*** Supplied data ***
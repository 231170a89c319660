//! Client-local error taxonomy, converted into `rd_core::Error` wherever
//! the CLI surfaces a failure (spec §6, §7 — the CLI's error envelope is
//! the same `{error, message, details?}` shape the server emits).

#[derive(Debug, thiserror::Error)]
pub enum ClientError {
    #[error("request to {url} failed: {source}")]
    Request {
        url: String,
        #[source]
        source: reqwest::Error,
    },

    #[error("{status} from {url}: {message}")]
    Api { status: u16, url: String, message: String },

    #[error("failed to open event stream: {0}")]
    EventSource(#[from] reqwest_eventsource::CannotCloneRequestError),

    #[error(transparent)]
    Core(#[from] rd_core::Error),
}

impl From<ClientError> for rd_core::Error {
    fn from(err: ClientError) -> Self {
        match err {
            ClientError::Core(inner) => inner,
            ClientError::Api { status, .. } if status == 401 => rd_core::Error::Unauthorized,
            other => rd_core::Error::Exception(other.to_string()),
        }
    }
}

pub type Result<T> = std::result::Result<T, ClientError>;
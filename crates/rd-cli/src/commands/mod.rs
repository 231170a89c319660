//! Per-command handlers. Each one resolves a target, builds a
//! `RunnerClient`, and renders its result through `crate::output`.

pub mod exec;
pub mod review;
pub mod run;
pub mod runs;
pub mod status;

use std::path::{Path, PathBuf};

use futures::StreamExt;
use rd_client::{discover, resolve_token, RunnerClient, ServerEvent, Target};
use rd_core::model::{EventKind, ReplayFormat};
use rd_core::RunId;

use crate::cli::{CommonOpts, OutputFormat, RunSelector};

/// Resolves `--cd`, discovers a runner, resolves a token, and builds a
/// client — the common setup every command needs before it can do
/// anything (spec §6, §4.7).
pub async fn connect(common: &CommonOpts) -> rd_core::Result<(RunnerClient, Target, PathBuf)> {
    let cwd = resolve_cwd(common.cd.as_deref())?;
    let target = discover(common.url.clone(), &cwd).await?;
    let token = resolve_token(common.token.clone(), &target).await;
    let client = RunnerClient::new(target.base_url.clone(), token);
    Ok((client, target, cwd))
}

pub fn resolve_cwd(explicit: Option<&Path>) -> rd_core::Result<PathBuf> {
    match explicit {
        Some(dir) => Ok(dir.to_path_buf()),
        None => std::env::current_dir().map_err(rd_core::Error::from),
    }
}

/// Resolves `run attach|interrupt|stop|...`'s `<id>|--last` selector (spec
/// §6) against the runs known for `cwd`.
pub async fn resolve_run_id(client: &RunnerClient, selector: &RunSelector, cwd: &Path) -> rd_core::Result<RunId> {
    if selector.last {
        let cwd_str = cwd.to_string_lossy().to_string();
        let mut runs = client.list_runs(Some(&cwd_str), false).await?;
        runs.sort_by_key(|run| run.created_at);
        return runs
            .pop()
            .map(|run| run.id)
            .ok_or_else(|| rd_core::Error::not_found(format!("no runs found for {cwd_str}")));
    }

    let raw = selector
        .id
        .as_deref()
        .ok_or_else(|| rd_core::Error::invalid_request("a run id or --last is required"))?;
    raw.parse()
        .map_err(|_| rd_core::Error::invalid_request(format!("'{raw}' is not a valid run id")))
}

/// Replays and follows a run's event stream, rendering each envelope as it
/// arrives (spec §4.3). Returns once a terminal marker (`run.completed`,
/// `run.failed`, `run.interrupted`) or `run.paused` ends the segment.
pub async fn attach(client: &RunnerClient, id: RunId, format: OutputFormat) -> rd_core::Result<()> {
    let mut stream = client.stream_events(id, true, true, None, ReplayFormat::Auto)?;

    while let Some(event) = stream.next().await {
        let event = event?;
        render_event(format, &event);
        if is_segment_end(&event.kind) {
            break;
        }
    }
    Ok(())
}

fn is_segment_end(kind: &str) -> bool {
    [
        EventKind::RunCompleted.sse_name(),
        EventKind::RunFailed.sse_name(),
        EventKind::RunInterrupted.sse_name(),
        EventKind::RunPaused.sse_name(),
    ]
    .contains(&kind)
}

fn render_event(format: OutputFormat, event: &ServerEvent) {
    let human = || -> Option<String> {
        if event.kind == EventKind::RollupOutputLine.sse_name() || event.kind == EventKind::RollupAgentMessage.sse_name() {
            return event.payload.get("text").and_then(|v| v.as_str()).map(|text| text.trim_end_matches('\n').to_string());
        }
        if event.kind == EventKind::RunPaused.sse_name() {
            return Some("-- paused --".to_string());
        }
        if event.kind == EventKind::RunFailed.sse_name() {
            let reason = event.payload.get("error").and_then(|v| v.as_str()).unwrap_or("unknown error");
            return Some(format!("-- failed: {reason} --"));
        }
        if event.kind == EventKind::RunInterrupted.sse_name() {
            return Some("-- interrupted --".to_string());
        }
        if event.kind == EventKind::RunCompleted.sse_name() {
            return Some("-- completed --".to_string());
        }
        None
    };

    #[derive(serde::Serialize)]
    struct Wire<'a> {
        event: &'a str,
        payload: &'a serde_json::Value,
    }
    crate::output::print_stream_value(format, human, &Wire { event: &event.kind, payload: &event.payload });
}

#[cfg(test)]
mod tests {
    use super::*;

    #[test]
    fn segment_end_matches_every_terminal_and_pause_marker_only() {
        assert!(is_segment_end(EventKind::RunCompleted.sse_name()));
        assert!(is_segment_end(EventKind::RunFailed.sse_name()));
        assert!(is_segment_end(EventKind::RunInterrupted.sse_name()));
        assert!(is_segment_end(EventKind::RunPaused.sse_name()));
        assert!(!is_segment_end(EventKind::RunMeta.sse_name()));
        assert!(!is_segment_end(EventKind::RollupOutputLine.sse_name()));
        assert!(!is_segment_end(EventKind::Notification.sse_name()));
    }

    #[tokio::test]
    async fn resolve_run_id_rejects_a_malformed_explicit_id() {
        let client = RunnerClient::new("http://127.0.0.1:1", None);
        let selector = RunSelector { id: Some("not-a-uuid".to_string()), last: false };
        let err = resolve_run_id(&client, &selector, Path::new("/tmp")).await.unwrap_err();
        assert_eq!(err.kind(), "invalid_request");
    }

    #[tokio::test]
    async fn resolve_run_id_requires_either_an_id_or_last() {
        let client = RunnerClient::new("http://127.0.0.1:1", None);
        let selector = RunSelector { id: None, last: false };
        let err = resolve_run_id(&client, &selector, Path::new("/tmp")).await.unwrap_err();
        assert_eq!(err.kind(), "invalid_request");
    }
}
***
Assignment:
What is the number of lines in the listing that hold "RunInterrupted"? Give that number and nothing more.

Completed task:
3